Lentamente, ia levando a mão aos lábios com o propósito de nela depositar os beijos prometidos.
Catalina Ivanovna não opunha resistência e escutou, medrosamente espantada, as últimas palavras relativas à possível submissão servil de Gruchenka, pois que ainda que esta as pronunciasse de maneira estranha, os olhos revelavam sempre a mesma inocência, serena e confiada, a mesma serena alegria. Tanto que, olhando-os fixamente, pensou Catalina, animada de um raio de esperança: «Será possível que esta criatura não seja uma ingénua?»
Gruchenka, que parecia maravilhar-se com aquela «linda mãozinha», aproximou-a mais ainda dos seus lábios, manteve-a ao alto durante algum tempo, como que meditando e, de repente, disse com voz mais branda e melíflua do que nunca:
— Sabeis, querida senhora, sabeis que, ao fim e ao cabo, não penso beijar-vos a mão? — E deu uma risada aguda e jubilosa.
— Como queiras! Que te aconteceu? — perguntou Catalina, estremecendo.
— Isto fá-la-á recordar que me beijou a mão e que eu não beijei a sua — respondeu a outra, olhando-a fixamente de olhos fulgurantes.
— Insolente! — exclamou Catalina como se algo lhe fosse revelado de súbito. E, toda corada, saltou da cadeira.
Gruchenka também se levantou, mas devagar.
— Contarei a Mitya que me beijou a mão e que eu não o quis fazer. O que ele se vai rir!
— Miserável! Saia da minha casa!
— Oh! Que vergonha para si! Que palavras tão indignas de uma senhora!
— Fora daqui, mulher vendida! — gritou Catalina de semblante transtornado, agitada de ira.
— Vendida, sim! Talvez a senhora não tenha aproveitado a sombra da noite para fazer visitas a jovens por dinheiro, para vender a sua beleza?... Ah! Isto sabe-se tudo!
Catalina deu um grito e ter-se-ia atirado a ela se Aliocha o não impedisse com toda a força.
— Nem um passo, nem mais uma palavra! Não fale, não responda. Já se vai embora... Já se vai.
Acudiram as duas tias e uma criada que rodearam, cheias de espanto, a moça.
— Vou-me embora... vou-me embora — disse Gruchenka apanhando o xaile do sofá. — Aliocha, acompanha-me a casa, querido!
— Vá-se embora, vá-se embora! E depressa! — gritou o jovem, unindo as mãos num gesto suplicante.
— Queridinho, acompanha-me e dir-te-ei uma coisa muito bonita. Foi por ti que «fiz» esta cena, Aliocha. Anda, querido, acompanha-me e não te arrependerás.

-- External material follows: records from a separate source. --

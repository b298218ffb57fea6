//! Mock Audio Engine
//!
//! In-process `AudioEngine` implementation for tests. Tracks all engine
//! state behind a mutex and makes it inspectable. Track-add requests
//! resolve through the event channel like a real engine, never inline,
//! so callers must run their event-processing pass to observe them.

use std::collections::HashSet;
use std::sync::atomic::{AtomicU64, Ordering};

use crossbeam_channel::{Receiver, Sender, unbounded};
use parking_lot::Mutex;

use segno_core::{Msecs, TrackId, TrackSequenceId};
use segno_model::PlaybackData;

use crate::engine::{
    AudioEngine, AudioInputParams, AudioOutputParams, AudioParams, EngineEvent, EngineRejection,
    PlaybackStatus, RequestId,
};

#[derive(Debug, Clone)]
struct TrackEntry {
    id: TrackId,
    title: String,
    data: PlaybackData,
    params: AudioParams,
}

#[derive(Debug, Clone, Default)]
struct SequenceState {
    /// Tracks in registration order
    tracks: Vec<TrackEntry>,
    status: PlaybackStatus,
    position: Msecs,
    loop_range: Option<(Msecs, Msecs)>,
    duration: Msecs,
}

#[derive(Default)]
struct Inner {
    sequences: Vec<(TrackSequenceId, SequenceState)>,
    /// Instrument ids whose track-add requests are rejected
    rejected_instruments: HashSet<String>,
}

/// Inspectable in-process audio engine
pub struct MockAudioEngine {
    inner: Mutex<Inner>,
    next_seq: AtomicU64,
    next_track: AtomicU64,
    next_request: AtomicU64,
    events_tx: Sender<EngineEvent>,
    events_rx: Receiver<EngineEvent>,
}

impl Default for MockAudioEngine {
    fn default() -> Self {
        Self::new()
    }
}

impl MockAudioEngine {
    pub fn new() -> Self {
        let (events_tx, events_rx) = unbounded();
        Self {
            inner: Mutex::new(Inner::default()),
            next_seq: AtomicU64::new(1),
            next_track: AtomicU64::new(1),
            next_request: AtomicU64::new(1),
            events_tx,
            events_rx,
        }
    }

    /// Make future `add_track` requests for an instrument id fail
    pub fn reject_instrument(&self, instrument_id: impl Into<String>) {
        self.inner
            .lock()
            .rejected_instruments
            .insert(instrument_id.into());
    }

    // ─────────────────────────────────────────────────────────────────────────
    // Inspection
    // ─────────────────────────────────────────────────────────────────────────

    pub fn sequence_count(&self) -> usize {
        self.inner.lock().sequences.len()
    }

    /// Track titles in registration order
    pub fn track_titles(&self, seq: TrackSequenceId) -> Vec<String> {
        self.with_sequence(seq, |state| {
            state.tracks.iter().map(|t| t.title.clone()).collect()
        })
        .unwrap_or_default()
    }

    pub fn track_count(&self, seq: TrackSequenceId) -> usize {
        self.with_sequence(seq, |state| state.tracks.len())
            .unwrap_or(0)
    }

    pub fn status(&self, seq: TrackSequenceId) -> PlaybackStatus {
        self.with_sequence(seq, |state| state.status)
            .unwrap_or_default()
    }

    pub fn position(&self, seq: TrackSequenceId) -> Msecs {
        self.with_sequence(seq, |state| state.position).unwrap_or(0)
    }

    pub fn loop_range(&self, seq: TrackSequenceId) -> Option<(Msecs, Msecs)> {
        self.with_sequence(seq, |state| state.loop_range).flatten()
    }

    pub fn duration(&self, seq: TrackSequenceId) -> Msecs {
        self.with_sequence(seq, |state| state.duration).unwrap_or(0)
    }

    pub fn track_data(&self, seq: TrackSequenceId, track: TrackId) -> Option<PlaybackData> {
        self.with_sequence(seq, |state| {
            state
                .tracks
                .iter()
                .find(|t| t.id == track)
                .map(|t| t.data.clone())
        })
        .flatten()
    }

    pub fn output_params(&self, seq: TrackSequenceId, track: TrackId) -> Option<AudioOutputParams> {
        self.with_sequence(seq, |state| {
            state
                .tracks
                .iter()
                .find(|t| t.id == track)
                .map(|t| t.params.output.clone())
        })
        .flatten()
    }

    /// Simulate engine-side position feedback
    pub fn emit_position(&self, seq: TrackSequenceId, msecs: Msecs) {
        if let Some(()) = self.with_sequence_mut(seq, |state| state.position = msecs) {
            let _ = self.events_tx.send(EngineEvent::PositionChanged { seq, msecs });
        }
    }

    // ─────────────────────────────────────────────────────────────────────────
    // Internals
    // ─────────────────────────────────────────────────────────────────────────

    fn with_sequence<T>(
        &self,
        seq: TrackSequenceId,
        f: impl FnOnce(&SequenceState) -> T,
    ) -> Option<T> {
        let inner = self.inner.lock();
        inner
            .sequences
            .iter()
            .find(|(id, _)| *id == seq)
            .map(|(_, state)| f(state))
    }

    fn with_sequence_mut<T>(
        &self,
        seq: TrackSequenceId,
        f: impl FnOnce(&mut SequenceState) -> T,
    ) -> Option<T> {
        let mut inner = self.inner.lock();
        inner
            .sequences
            .iter_mut()
            .find(|(id, _)| *id == seq)
            .map(|(_, state)| f(state))
    }

    fn set_status(&self, seq: TrackSequenceId, status: PlaybackStatus) {
        if let Some(()) = self.with_sequence_mut(seq, |state| state.status = status) {
            let _ = self.events_tx.send(EngineEvent::StatusChanged { seq, status });
        }
    }
}

impl AudioEngine for MockAudioEngine {
    fn add_sequence(&self) -> TrackSequenceId {
        let seq = TrackSequenceId(self.next_seq.fetch_add(1, Ordering::Relaxed));
        self.inner
            .lock()
            .sequences
            .push((seq, SequenceState::default()));
        seq
    }

    fn remove_sequence(&self, seq: TrackSequenceId) {
        self.inner.lock().sequences.retain(|(id, _)| *id != seq);
    }

    fn add_track(
        &self,
        seq: TrackSequenceId,
        title: &str,
        data: PlaybackData,
        params: AudioParams,
    ) -> RequestId {
        let request = RequestId(self.next_request.fetch_add(1, Ordering::Relaxed));

        let rejected = data
            .setup
            .as_ref()
            .is_some_and(|setup| self.inner.lock().rejected_instruments.contains(&setup.instrument_id));

        let result = if rejected || !data.is_valid() {
            Err(EngineRejection {
                code: 1,
                message: "unsupported track data".to_string(),
            })
        } else {
            let id = TrackId(self.next_track.fetch_add(1, Ordering::Relaxed));
            let entry = TrackEntry {
                id,
                title: title.to_string(),
                data,
                params: params.clone(),
            };
            match self.with_sequence_mut(seq, |state| state.tracks.push(entry)) {
                Some(()) => Ok((id, params)),
                None => Err(EngineRejection {
                    code: 2,
                    message: "no such sequence".to_string(),
                }),
            }
        };

        let _ = self
            .events_tx
            .send(EngineEvent::TrackAddResolved { request, seq, result });
        request
    }

    fn remove_track(&self, seq: TrackSequenceId, track: TrackId) {
        self.with_sequence_mut(seq, |state| state.tracks.retain(|t| t.id != track));
    }

    fn remove_all_tracks(&self, seq: TrackSequenceId) {
        self.with_sequence_mut(seq, |state| state.tracks.clear());
    }

    fn replace_track_data(&self, seq: TrackSequenceId, track: TrackId, data: PlaybackData) {
        self.with_sequence_mut(seq, |state| {
            if let Some(entry) = state.tracks.iter_mut().find(|t| t.id == track) {
                entry.data = data;
            }
        });
    }

    fn play(&self, seq: TrackSequenceId) {
        self.set_status(seq, PlaybackStatus::Running);
    }

    fn pause(&self, seq: TrackSequenceId) {
        self.set_status(seq, PlaybackStatus::Paused);
    }

    fn resume(&self, seq: TrackSequenceId) {
        self.set_status(seq, PlaybackStatus::Running);
    }

    fn stop(&self, seq: TrackSequenceId) {
        self.with_sequence_mut(seq, |state| state.position = 0);
        self.set_status(seq, PlaybackStatus::Stopped);
    }

    fn seek(&self, seq: TrackSequenceId, msecs: Msecs) {
        self.with_sequence_mut(seq, |state| state.position = msecs);
    }

    fn set_loop(&self, seq: TrackSequenceId, from: Msecs, to: Msecs) {
        self.with_sequence_mut(seq, |state| state.loop_range = Some((from, to)));
    }

    fn reset_loop(&self, seq: TrackSequenceId) {
        self.with_sequence_mut(seq, |state| state.loop_range = None);
    }

    fn set_duration(&self, seq: TrackSequenceId, msecs: Msecs) {
        self.with_sequence_mut(seq, |state| state.duration = msecs);
    }

    fn set_input_params(&self, seq: TrackSequenceId, track: TrackId, params: AudioInputParams) {
        self.with_sequence_mut(seq, |state| {
            if let Some(entry) = state.tracks.iter_mut().find(|t| t.id == track) {
                entry.params.input = params.clone();
            }
        });
        let _ = self
            .events_tx
            .send(EngineEvent::InputParamsChanged { seq, track, params });
    }

    fn set_output_params(&self, seq: TrackSequenceId, track: TrackId, params: AudioOutputParams) {
        self.with_sequence_mut(seq, |state| {
            if let Some(entry) = state.tracks.iter_mut().find(|t| t.id == track) {
                entry.params.output = params.clone();
            }
        });
        let _ = self
            .events_tx
            .send(EngineEvent::OutputParamsChanged { seq, track, params });
    }

    fn set_master_output_params(&self, params: AudioOutputParams) {
        let _ = self
            .events_tx
            .send(EngineEvent::MasterOutputParamsChanged { params });
    }

    fn events(&self) -> Receiver<EngineEvent> {
        self.events_rx.clone()
    }
}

Aliocha voltou-se, retorcendo as mãos, e Gruchenka desapareceu, desfeita numa gargalhada musical.
A dona da casa, acometida de uma crise nervosa, agitava-se em terríveis convulsões. Todos a rodearam.
— Já te tinha avisado — dizia a mais velha das tias. — Eu bem pretendia dissuadir-te, mas és tão impulsiva, filha! Que querias combinar com ela? Não conheces esta classe de mulheres! Pois olha que é a pior de todas! Tu és demasiado teimosa!
— Essa é mesmo um tigre! — gritou a jovem. — Por que me prende, Alexey? Tê-la-ia feito em pedaços!
Não podia dominar-se, nem perante o noviço, ou talvez a presença deste a excitasse mais.
— Deveria ser açoitada publicamente!
Aliocha começou a dirigir-se para a porta.
— Meu Deus! — exclamou Catalina juntando as mãos. — Mas ele, ele!... Como pôde ser tão ignóbil, tão desapiedado, para contar a essa mulherona o que se passou naquele maldito dia? «Quis vender a minha beleza.» Ela sabe-o! Seu irmão é um canalha, Alexey Fedorovitch!
Este quis falar, mas não conseguiu. O coração saltava-lhe pela boca.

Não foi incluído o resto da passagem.